The Italian National Fashion Chamber has tapped Joy Meribe, Nigeria-born designer, to open six days of womenswear previews for Spring-Summer 2022 after her inaugural collection for the “We are Made in Italy” initiative last year found commercial success.
Meribe’s “We are Made in Italy” collection is a movement to promote diversity in Italian fashion.
“Beyond whatever video, proclamation or manifesto that we make, the real test is whether clients buy your products. Joy passed that exam,” said Italian-Haitian designer Stella Jean, who helped launch the initiative in the summer of 2020, asking the question, “Do Black Lives Matter in Italian Fashion?” inspired by the U.S. movement and following racists gaffes by major Italian fashion houses.
“It wouldn’t have been so quick, if there wasn’t an acceleration from the United States,” said Jean, who basked in the early achievement in the front row alongside Italy-based U.S.-born designer Edward Buchanan and Afro Fashion Week Milano founder Michelle Ngonmo.

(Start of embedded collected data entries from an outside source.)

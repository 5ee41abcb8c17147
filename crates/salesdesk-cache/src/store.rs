//! Cache store backends.

use std::collections::HashMap;
use std::sync::Arc;

use async_trait::async_trait;
use tokio::sync::RwLock;

use crate::{CacheEntry, CacheKey, CacheResult};

/// Storage for cached responses.
///
/// One namespace per store. Writes insert or overwrite; entries are never
/// evicted.
#[async_trait]
pub trait CacheStore: Send + Sync {
    /// Look up an entry.
    async fn get(&self, key: &CacheKey) -> CacheResult<Option<CacheEntry>>;

    /// Store an entry under its key, replacing any previous one.
    async fn put(&self, entry: CacheEntry) -> CacheResult<()>;

    /// Keys of all stored entries.
    async fn keys(&self) -> CacheResult<Vec<CacheKey>>;

    /// Number of stored entries.
    async fn len(&self) -> CacheResult<usize> {
        Ok(self.keys().await?.len())
    }
}

#[async_trait]
impl<S: CacheStore + ?Sized> CacheStore for Arc<S> {
    async fn get(&self, key: &CacheKey) -> CacheResult<Option<CacheEntry>> {
        (**self).get(key).await
    }

    async fn put(&self, entry: CacheEntry) -> CacheResult<()> {
        (**self).put(entry).await
    }

    async fn keys(&self) -> CacheResult<Vec<CacheKey>> {
        (**self).keys().await
    }

    async fn len(&self) -> CacheResult<usize> {
        (**self).len().await
    }
}

/// In-memory cache store (tests, or caching for a single run).
#[derive(Debug, Default)]
pub struct InMemoryStore {
    entries: RwLock<HashMap<CacheKey, CacheEntry>>,
}

impl InMemoryStore {
    /// Create an empty store.
    pub fn new() -> Self {
        Self::default()
    }
}

#[async_trait]
impl CacheStore for InMemoryStore {
    async fn get(&self, key: &CacheKey) -> CacheResult<Option<CacheEntry>> {
        Ok(self.entries.read().await.get(key).cloned())
    }

    async fn put(&self, entry: CacheEntry) -> CacheResult<()> {
        self.entries.write().await.insert(entry.key.clone(), entry);
        Ok(())
    }

    async fn keys(&self) -> CacheResult<Vec<CacheKey>> {
        let mut keys: Vec<_> = self.entries.read().await.keys().cloned().collect();
        keys.sort();
        Ok(keys)
    }

    async fn len(&self) -> CacheResult<usize> {
        Ok(self.entries.read().await.len())
    }
}

#[cfg(test)]
mod tests {
    use salesdesk_core::{Headers, KeyStrategy};
    use salesdesk_data::{Request, Response};

    use super::*;

    fn entry(url: &str, body: &str) -> CacheEntry {
        let request = Request::get(url);
        let key = CacheKey::for_request(&request, KeyStrategy::MethodUrl);
        let response = Response::new(200, Headers::new(), body.as_bytes().to_vec());
        CacheEntry::from_response(key, &request, &response)
    }

    #[tokio::test]
    async fn test_in_memory_put_get() {
        let store = InMemoryStore::new();
        let e = entry("http://api.test/clients", "[]");

        assert_eq!(store.get(&e.key).await.unwrap(), None);
        store.put(e.clone()).await.unwrap();
        assert_eq!(store.get(&e.key).await.unwrap(), Some(e));
        assert_eq!(store.len().await.unwrap(), 1);
    }

    #[tokio::test]
    async fn test_in_memory_overwrite() {
        let store = InMemoryStore::new();
        let first = entry("http://api.test/clients", "old");
        let second = entry("http://api.test/clients", "new");

        store.put(first).await.unwrap();
        store.put(second.clone()).await.unwrap();

        assert_eq!(store.keys().await.unwrap(), vec![second.key.clone()]);
        assert_eq!(store.get(&second.key).await.unwrap().unwrap().body, b"new");
    }

    #[tokio::test]
    async fn test_arc_store_shares_entries() {
        let store = Arc::new(InMemoryStore::new());
        let shared = Arc::clone(&store);
        shared.put(entry("http://api.test/users", "[]")).await.unwrap();
        assert_eq!(store.len().await.unwrap(), 1);
    }
}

ASSOCIATED PRESS reports that Meribe broke down in tears after the show as she thanked the fashion chamber and the movement’s founders for getting her to the runway.
The collection featured tiered and ruffled skirts and jackets with built-in capes that were both regal, as seen in an off-shoulder dress sweeping the ground, and hip, including a mini day-dresses and shoulder-baring tunic. Textiles were an explosion of bright yellow against an aqua blue, with tropic prints featuring thatched cottages against flourishing banana trees, which Meribe said was meant to celebrate a return to more normality.

“We have passed from a dark moment, and I wanted to create something full of hope and light, the joy of restarting,” she said backstage.
The initiative that launched Meribe opened its second edition this fashion week, an all-female group of designers working in Italy with roots in Togo, Morocco, Haiti, Cuba and India, following last year’s “Fab Five” inaugural class of all African-born designers.
In this year’s “Fab Five” class, Judith Borsetto created a line of shoes and hosiery with embroidered details for her Judith Saint Jermain label, recalling her birth name in Haiti before she was adopted by an Italian family at age 4. Zineb Hazim designed a line of business wear for abaja-wearing Muslim women, using European plaids on the long garments, which were double-sided to extend a business traveler’s wardrobe.
Fallylah Nyny Ryke Goungou sourced woven fabrics from her native Togo in western Africa for looks inspired by her love of Japan and know-how in her adopted Italy. Romy Calzado, a former textile designer born in Cuba, created a collection with honeycomb graphic elements on fabrics with anti-viral properties, while Sheetal Shah, originally from India, designed an all-denim collection from textiles treated to resist water and wear longer.